Moreover, and more importantly, with respect to the expert testimony relied upon by the trial court, the expert’s failure to consider the lease properly goes only to the weight of his testimony, and not its competency.
In re Appeal of Cynwyd Property Investments.
It is well settled that the trial court is the fact finder and, as such, determines the weight to be accorded to an expert’s testimony regarding the valuation of the property.

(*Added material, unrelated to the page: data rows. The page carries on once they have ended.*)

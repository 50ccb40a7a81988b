use crate::utils::error::{AppError, Result};
use serde_json::Value;

pub trait Validate {
    fn validate(&self) -> Result<()>;
}

pub fn validate_port(field_name: &str, port: u16) -> Result<()> {
    if port == 0 {
        return Err(AppError::InvalidConfigValueError {
            field: field_name.to_string(),
            value: port.to_string(),
            reason: "Port must be between 1 and 65535".to_string(),
        });
    }
    Ok(())
}

pub fn validate_path(field_name: &str, path: &str) -> Result<()> {
    if path.is_empty() {
        return Err(AppError::InvalidConfigValueError {
            field: field_name.to_string(),
            value: path.to_string(),
            reason: "Path cannot be empty".to_string(),
        });
    }

    if path.contains('\0') {
        return Err(AppError::InvalidConfigValueError {
            field: field_name.to_string(),
            value: path.to_string(),
            reason: "Path contains null bytes".to_string(),
        });
    }

    Ok(())
}

pub fn validate_positive_number(field_name: &str, value: usize, min_value: usize) -> Result<()> {
    if value < min_value {
        return Err(AppError::InvalidConfigValueError {
            field: field_name.to_string(),
            value: value.to_string(),
            reason: format!("Value must be at least {}", min_value),
        });
    }
    Ok(())
}

pub fn validate_non_empty_string(field_name: &str, value: &str) -> Result<()> {
    if value.trim().is_empty() {
        return Err(AppError::InvalidConfigValueError {
            field: field_name.to_string(),
            value: value.to_string(),
            reason: "Value cannot be empty or whitespace-only".to_string(),
        });
    }
    Ok(())
}

pub fn validate_range<T: PartialOrd + std::fmt::Display + Copy>(
    field_name: &str,
    value: T,
    min: T,
    max: T,
) -> Result<()> {
    if value < min || value > max {
        return Err(AppError::InvalidConfigValueError {
            field: field_name.to_string(),
            value: value.to_string(),
            reason: format!("Value must be between {} and {}", min, max),
        });
    }
    Ok(())
}

/// Reads a JSON field as a number the way a form submits it: JSON numbers and
/// numeric strings are accepted, an absent field means zero. An explicit
/// `null` is not a number.
pub fn numeric_field(value: Option<&Value>) -> Option<f64> {
    match value {
        None => Some(0.0),
        Some(Value::Number(n)) => n.as_f64(),
        Some(Value::String(s)) => s.trim().parse::<f64>().ok().filter(|v| !v.is_nan()),
        Some(Value::Null) | Some(Value::Bool(_)) | Some(Value::Array(_)) | Some(Value::Object(_)) => {
            None
        }
    }
}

Cedarbrook Realty, Inc. v. Cheltenham Township,
148 Pa.Cmwlth. 310, 611 A.2d 335,
petition for allowance of appeal denied,
533 Pa. 637, 621 A.2d 582 (1992). Absent clear error, the factual findings of the trial court have much weight and should not be reversed on appeal.
Id.
Thus, contrary to the Majority’s conclusion, I firmly believe that the trial court properly distinguished
Marple Springfield Center
in disposing of the As-sids’ tax assessment appeal, and that it did not commit any such “clear error” compelling reversal of its order.
Accordingly, unlike the Majority, I would affirm the trial court’s order.